717 TEXAS AVENUE • HOUSTON, TEXAS 77002
TELEPHONE: +1.832.239.3939 • FACSIMILE: +1.832.239.3600

        April 9, 2026    

Better Home & Finance Holding Company
1 World Trade Center
285 Fulton Street, 80
th Floor, Suite A New York, New York 10007
Re:     Up to 2,156,250 Shares of Class A Common Stock of Better Home & Finance Holding Company                
Ladies and Gentlemen:
We are acting as counsel for Better Home & Finance Holding Company, a Delaware corporation (the “Company”), in connection with the issuance and sale by the Company of up to 2,156,250 shares (the “Shares”) of the Company’s Class A Common Stock, par value $0.0001 per share (the “Class A Common Stock”), pursuant to an Underwriting Agreement, dated as of April  8, 2026 (the “Underwriting Agreement”), by and among the Company, BTIG, LLC and Cantor Fitzgerald & Co., acting as representatives of the several underwriters named in Schedule I thereto.
In connection with the opinion expressed herein, we have examined such documents, records and matters of law as we have deemed relevant or necessary for purposes of such opinion.

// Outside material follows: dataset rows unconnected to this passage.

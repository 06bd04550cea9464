//! Employee directory.
//!
//! The check-in pipeline only needs [`EmployeeDirectory::find_by_code`].
//! [`InMemoryDirectory`] adds the admin operations (create, update, remove,
//! list) used by the employee endpoints, and can be seeded from a YAML
//! roster with [`load_roster`].

mod memory;
mod photos;
mod roster;

use crate::error::DirectoryResult;
use crate::models::Employee;

pub use memory::{EmployeeUpdate, InMemoryDirectory, NewEmployee};
pub(crate) use memory::validate_display_name;
pub use photos::PhotoStore;
pub use roster::{RosterEntry, RosterFile, load_roster};

/// Lookup of employees by code.
pub trait EmployeeDirectory: Send + Sync {
    /// Returns the employee registered under `code`, or `None`.
    fn find_by_code(&self, code: &str) -> DirectoryResult<Option<Employee>>;
}
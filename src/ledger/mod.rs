//! Attendance ledger.
//!
//! An append-only record of check-in decisions. The ledger assigns each
//! event its identifier and timestamp; nothing on the check-in path ever
//! updates or deletes an event.

mod jsonl;
mod memory;

use uuid::Uuid;

use crate::error::LedgerResult;
use crate::models::{AttendanceEvent, NewAttendanceEvent};

pub use jsonl::JsonlLedger;
pub use memory::InMemoryLedger;

/// Append-only store of attendance events.
///
/// Implementations must accept concurrent appends, for the same employee
/// or different ones.
pub trait AttendanceLedger: Send + Sync {
    /// Records an event, stamping it with an id and the current time.
    fn append(&self, event: NewAttendanceEvent) -> LedgerResult<AttendanceEvent>;

    /// Lists events matching `filter`, newest first.
    fn list(&self, filter: &EventFilter) -> LedgerResult<Vec<AttendanceEvent>>;

    /// Returns a single event by id.
    fn get(&self, id: Uuid) -> LedgerResult<Option<AttendanceEvent>>;
}

/// Selection of events to list.
#[derive(Debug, Clone, Default, PartialEq, Eq)]
pub struct EventFilter {
    /// Only events for this employee.
    pub employee_code: Option<String>,
    /// At most this many events.
    pub limit: Option<usize>,
}

impl EventFilter {
    /// Events for a single employee.
    pub fn for_employee(code: impl Into<String>) -> Self {
        Self {
            employee_code: Some(code.into()),
            limit: None,
        }
    }

    /// Caps the number of returned events.
    pub fn with_limit(mut self, limit: usize) -> Self {
        self.limit = Some(limit);
        self
    }

    fn matches(&self, event: &AttendanceEvent) -> bool {
        self.employee_code
            .as_deref()
            .is_none_or(|code| event.employee_code.as_str() == code)
    }

    /// Applies the filter to events stored oldest first.
    pub(crate) fn select(&self, events: &[AttendanceEvent]) -> Vec<AttendanceEvent> {
        events
            .iter()
            .rev()
            .filter(|event| self.matches(event))
            .take(self.limit.unwrap_or(usize::MAX))
            .cloned()
            .collect()
    }
}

Based upon the foregoing and subject to the further assumptions, qualifications and limitations set forth herein, we are of the opinion that the Shares, when issued and delivered pursuant to the terms of the Underwriting Agreement against payment of the consideration therefor as provided in the Underwriting Agreement, will be validly issued, fully paid and non-assessable.

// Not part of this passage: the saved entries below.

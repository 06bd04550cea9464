//! Fixtures shared by unit tests.

use std::io::Cursor;

use image::{ImageBuffer, ImageFormat, Rgb, RgbImage};

use crate::error::{ProviderError, ProviderResult};
use crate::imaging::to_data_uri;
use crate::verification::{VerificationProvider, VerificationResult};

/// A small PNG whose pixels depend on `seed`.
pub fn png_bytes(seed: u8) -> Vec<u8> {
    let image: RgbImage = ImageBuffer::from_fn(4, 4, |x, y| {
        Rgb([
            seed,
            seed.wrapping_add(x as u8 * 16),
            seed.wrapping_add(y as u8 * 16),
        ])
    });

    let mut bytes = Vec::new();
    image
        .write_to(&mut Cursor::new(&mut bytes), ImageFormat::Png)
        .unwrap();
    bytes
}

/// [`png_bytes`] as a data-URI.
pub fn png_data_uri(seed: u8) -> String {
    to_data_uri("png", &png_bytes(seed))
}

/// Returns a fixed score for every comparison.
pub struct StubProvider {
    pub score: f64,
}

impl VerificationProvider for StubProvider {
    fn name(&self) -> &str {
        "stub"
    }

    fn verify(&self, _: &[u8], _: &[u8], _: Option<&str>) -> ProviderResult<VerificationResult> {
        Ok(VerificationResult {
            score: self.score,
            matched: self.score >= 0.8,
            provider_name: "stub".to_string(),
        })
    }
}

/// Fails every comparison with a backend error.
pub struct FailingProvider;

impl VerificationProvider for FailingProvider {
    fn name(&self) -> &str {
        "failing"
    }

    fn verify(&self, _: &[u8], _: &[u8], _: Option<&str>) -> ProviderResult<VerificationResult> {
        Err(ProviderError::Backend {
            message: "model unavailable".to_string(),
        })
    }
}
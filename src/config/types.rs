//! Configuration types for the check-in service.
//!
//! These structures are deserialized from the YAML configuration file. Every
//! section and field is optional and falls back to its default.

use std::path::PathBuf;

use serde::{Deserialize, Serialize};

use crate::verification::{DEFAULT_DEMO_SUFFIXES, DETERMINISTIC_PROVIDER_NAME};

/// Default similarity threshold for accepting a check-in.
pub const DEFAULT_SIMILARITY_THRESHOLD: f64 = 0.80;

/// Default listen address.
pub const DEFAULT_BIND: &str = "0.0.0.0:8000";

/// Default maximum request body size (10 MiB).
pub const DEFAULT_MAX_REQUEST_BYTES: usize = 10 * 1024 * 1024;

/// The complete service configuration.
#[derive(Debug, Clone, Default, PartialEq, Serialize, Deserialize)]
#[serde(default, deny_unknown_fields)]
pub struct ServiceConfig {
    /// HTTP server settings.
    pub server: ServerSettings,
    /// Verification provider and decision threshold.
    pub verification: VerificationSettings,
    /// Where employees, photos and events are kept.
    pub storage: StorageSettings,
}

/// HTTP server settings.
#[derive(Debug, Clone, PartialEq, Serialize, Deserialize)]
#[serde(default, deny_unknown_fields)]
pub struct ServerSettings {
    /// Socket address to listen on.
    pub bind: String,
    /// Largest accepted request body, in bytes.
    pub max_request_bytes: usize,
}

impl Default for ServerSettings {
    fn default() -> Self {
        Self {
            bind: DEFAULT_BIND.to_string(),
            max_request_bytes: DEFAULT_MAX_REQUEST_BYTES,
        }
    }
}

/// Verification settings, read once when the pipeline is built.
#[derive(Debug, Clone, PartialEq, Serialize, Deserialize)]
#[serde(default, deny_unknown_fields)]
pub struct VerificationSettings {
    /// Name of the active verification provider.
    pub provider: String,
    /// Minimum score for a check-in to be accepted.
    pub similarity_threshold: f64,
    /// Settings for the `demo` provider.
    pub demo: DemoSettings,
}

impl Default for VerificationSettings {
    fn default() -> Self {
        Self {
            provider: DETERMINISTIC_PROVIDER_NAME.to_string(),
            similarity_threshold: DEFAULT_SIMILARITY_THRESHOLD,
            demo: DemoSettings::default(),
        }
    }
}

/// Settings for the `demo` provider.
#[derive(Debug, Clone, PartialEq, Serialize, Deserialize)]
#[serde(default, deny_unknown_fields)]
pub struct DemoSettings {
    /// Employee code suffixes that are always accepted.
    pub suffixes: Vec<String>,
}

impl Default for DemoSettings {
    fn default() -> Self {
        Self {
            suffixes: DEFAULT_DEMO_SUFFIXES.iter().map(|s| s.to_string()).collect(),
        }
    }
}

/// Storage locations. Unset locations keep data in memory only.
#[derive(Debug, Clone, Default, PartialEq, Serialize, Deserialize)]
#[serde(default, deny_unknown_fields)]
pub struct StorageSettings {
    /// YAML roster of employees loaded at startup.
    pub roster: Option<PathBuf>,
    /// Directory where uploaded reference photos are written.
    pub photo_dir: Option<PathBuf>,
    /// JSON-lines file holding the attendance ledger.
    pub ledger: Option<PathBuf>,
}
//! The check-in transaction.
//!
//! [`CheckInPipeline`] turns an employee code and a captured photo into an
//! accept/reject decision and records it in the attendance ledger.

mod pipeline;

pub use pipeline::CheckInPipeline;
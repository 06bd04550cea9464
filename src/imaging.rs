//! Decoding of caller-supplied images.
//!
//! Kiosk clients send photos as data-URI strings
//! (`data:image/<subtype>;base64,<payload>`). Raw base64 without the header
//! is accepted too. Whatever the declared subtype, the payload must parse as
//! an image in any format the `image` crate understands.

use std::io::Cursor;

use base64::Engine as _;
use base64::alphabet;
use base64::engine::{DecodePaddingMode, GeneralPurpose, GeneralPurposeConfig};
use image::{ImageFormat, ImageReader, Limits};

use crate::error::ImageDecodeError;

const LENIENT_BASE64: GeneralPurpose = GeneralPurpose::new(
    &alphabet::STANDARD,
    GeneralPurposeConfig::new().with_decode_padding_mode(DecodePaddingMode::Indifferent),
);

/// Largest accepted width or height, in pixels.
pub const MAX_IMAGE_SIDE: u32 = 8192;

/// Largest buffer a single decode may allocate.
pub const MAX_DECODE_ALLOC: u64 = 64 * 1024 * 1024;

/// Image bytes that have been checked to parse as an image.
#[derive(Debug, Clone)]
pub struct DecodedImage {
    /// The encoded image bytes, exactly as supplied.
    pub bytes: Vec<u8>,
    /// The detected container format.
    pub format: ImageFormat,
    /// Width in pixels.
    pub width: u32,
    /// Height in pixels.
    pub height: u32,
}

impl DecodedImage {
    /// Preferred file extension for the detected format.
    pub fn extension(&self) -> &'static str {
        self.format.extensions_str().first().copied().unwrap_or("img")
    }
}

/// Returns the base64 payload of a data-URI, or the input unchanged when
/// it has no header.
///
/// ```
/// use attendance_checkin::imaging::strip_data_uri;
///
/// assert_eq!(strip_data_uri("data:image/png;base64,AAAA"), "AAAA");
/// assert_eq!(strip_data_uri("AAAA"), "AAAA");
/// ```
pub fn strip_data_uri(data: &str) -> &str {
    match data.split_once(',') {
        Some((_, payload)) => payload,
        None => data,
    }
}

/// Decodes a data-URI or raw base64 string and checks that it is an image.
pub fn decode_image_data(data: &str) -> Result<DecodedImage, ImageDecodeError> {
    let payload: String = strip_data_uri(data)
        .chars()
        .filter(|c| !c.is_ascii_whitespace())
        .collect();

    if payload.is_empty() {
        return Err(ImageDecodeError::Empty);
    }

    let bytes = LENIENT_BASE64
        .decode(payload.as_bytes())
        .map_err(|e| ImageDecodeError::Base64 {
            message: e.to_string(),
        })?;

    parse_image(bytes)
}

/// Checks that raw bytes parse as an image.
///
/// The decode runs under [`MAX_IMAGE_SIDE`] and [`MAX_DECODE_ALLOC`], so a
/// small payload that inflates to a huge pixel buffer is rejected before it
/// is allocated.
pub fn parse_image(bytes: Vec<u8>) -> Result<DecodedImage, ImageDecodeError> {
    if bytes.is_empty() {
        return Err(ImageDecodeError::Empty);
    }

    let unparseable = |message: String| ImageDecodeError::Unparseable { message };

    let mut reader = ImageReader::new(Cursor::new(bytes.as_slice()))
        .with_guessed_format()
        .map_err(|e| unparseable(e.to_string()))?;
    let format = reader
        .format()
        .ok_or_else(|| unparseable("unrecognised image format".to_string()))?;

    let mut limits = Limits::default();
    limits.max_image_width = Some(MAX_IMAGE_SIDE);
    limits.max_image_height = Some(MAX_IMAGE_SIDE);
    limits.max_alloc = Some(MAX_DECODE_ALLOC);
    reader.limits(limits);

    let decoded = reader.decode().map_err(|e| unparseable(e.to_string()))?;
    let (width, height) = (decoded.width(), decoded.height());

    Ok(DecodedImage {
        bytes,
        format,
        width,
        height,
    })
}

/// Encodes bytes as a data-URI with the given MIME subtype.
pub fn to_data_uri(subtype: &str, bytes: &[u8]) -> String {
    format!(
        "data:image/{subtype};base64,{}",
        base64::engine::general_purpose::STANDARD.encode(bytes)
    )
}

#[cfg(test)]
mod tests {
    use super::*;
    use crate::test_support::png_bytes;

    #[test]
    fn test_decodes_data_uri() {
        let png = png_bytes(7);
        let decoded = decode_image_data(&to_data_uri("jpeg", &png)).unwrap();

        assert_eq!(decoded.bytes, png);
        assert_eq!(decoded.format, ImageFormat::Png);
        assert_eq!((decoded.width, decoded.height), (4, 4));
        assert_eq!(decoded.extension(), "png");
    }

    #[test]
    fn test_accepts_raw_base64() {
        let png = png_bytes(7);
        let raw = base64::engine::general_purpose::STANDARD.encode(&png);
        assert_eq!(decode_image_data(&raw).unwrap().bytes, png);
    }

    #[test]
    fn test_accepts_wrapped_and_unpadded_base64() {
        let png = png_bytes(9);
        let encoded = base64::engine::general_purpose::STANDARD_NO_PAD.encode(&png);
        let (head, tail) = encoded.split_at(encoded.len() / 2);
        let wrapped = format!("data:image/png;base64,{head}\n{tail}");
        assert_eq!(decode_image_data(&wrapped).unwrap().bytes, png);
    }

    #[test]
    fn test_rejects_invalid_base64() {
        assert!(matches!(
            decode_image_data("not-base64!!!"),
            Err(ImageDecodeError::Base64 { .. })
        ));
    }

    #[test]
    fn test_rejects_empty_payload() {
        assert_eq!(
            decode_image_data("data:image/png;base64,").unwrap_err(),
            ImageDecodeError::Empty
        );
        assert_eq!(decode_image_data("").unwrap_err(), ImageDecodeError::Empty);
    }

    #[test]
    fn test_rejects_base64_that_is_not_an_image() {
        let data = to_data_uri("jpeg", b"fake capture image");
        assert!(matches!(
            decode_image_data(&data),
            Err(ImageDecodeError::Unparseable { .. })
        ));
    }

    #[test]
    fn test_rejects_truncated_image() {
        let png = png_bytes(3);
        let truncated = png[..png.len() / 2].to_vec();
        assert!(matches!(
            parse_image(truncated),
            Err(ImageDecodeError::Unparseable { .. })
        ));
    }

    #[test]
    fn test_rejects_dimensions_over_the_limit() {
        let wide = image::GrayImage::new(MAX_IMAGE_SIDE + 1, 1);
        let mut png = Vec::new();
        wide.write_to(&mut Cursor::new(&mut png), ImageFormat::Png)
            .unwrap();

        let err = decode_image_data(&to_data_uri("png", &png)).unwrap_err();
        assert!(matches!(err, ImageDecodeError::Unparseable { .. }));
    }

    #[test]
    fn test_accepts_dimensions_at_the_limit() {
        let tall = image::GrayImage::new(1, MAX_IMAGE_SIDE);
        let mut png = Vec::new();
        tall.write_to(&mut Cursor::new(&mut png), ImageFormat::Png)
            .unwrap();

        let decoded = parse_image(png).unwrap();
        assert_eq!((decoded.width, decoded.height), (1, MAX_IMAGE_SIDE));
    }

    #[test]
    fn test_strip_data_uri_splits_on_first_comma_only() {
        assert_eq!(strip_data_uri("data:x,AB,CD"), "AB,CD");
    }
}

As to facts material to the opinion expressed herein, we have relied upon oral or written statements and representations of officers and other representatives of the Company and others. The opinion expressed herein is limited to the General Corporation Law of the State of Delaware, as currently in effect, and we express no opinion as to the effect of the laws of any other jurisdiction.
We hereby consent to the filing of this opinion as Exhibit 5.1 to the Current Report on Form 8-K, dated the date hereof, filed by the Company and incorporated by reference into the Registration Statement on Form S-3 (Registration No. 333-287335) (the “Registration Statement”) filed by the Company to effect the registration of the Shares under the Securities Act of 1933 (the “Act”), and to the reference to us under the caption “Legal Matters” in the prospectus constituting a part of such Registration Statement. In giving such consent, we do not hereby admit that we are included in the category of persons whose consent is required under Section 7 of the Act or the rules and regulations of the Securities and Exchange Commission promulgated thereunder.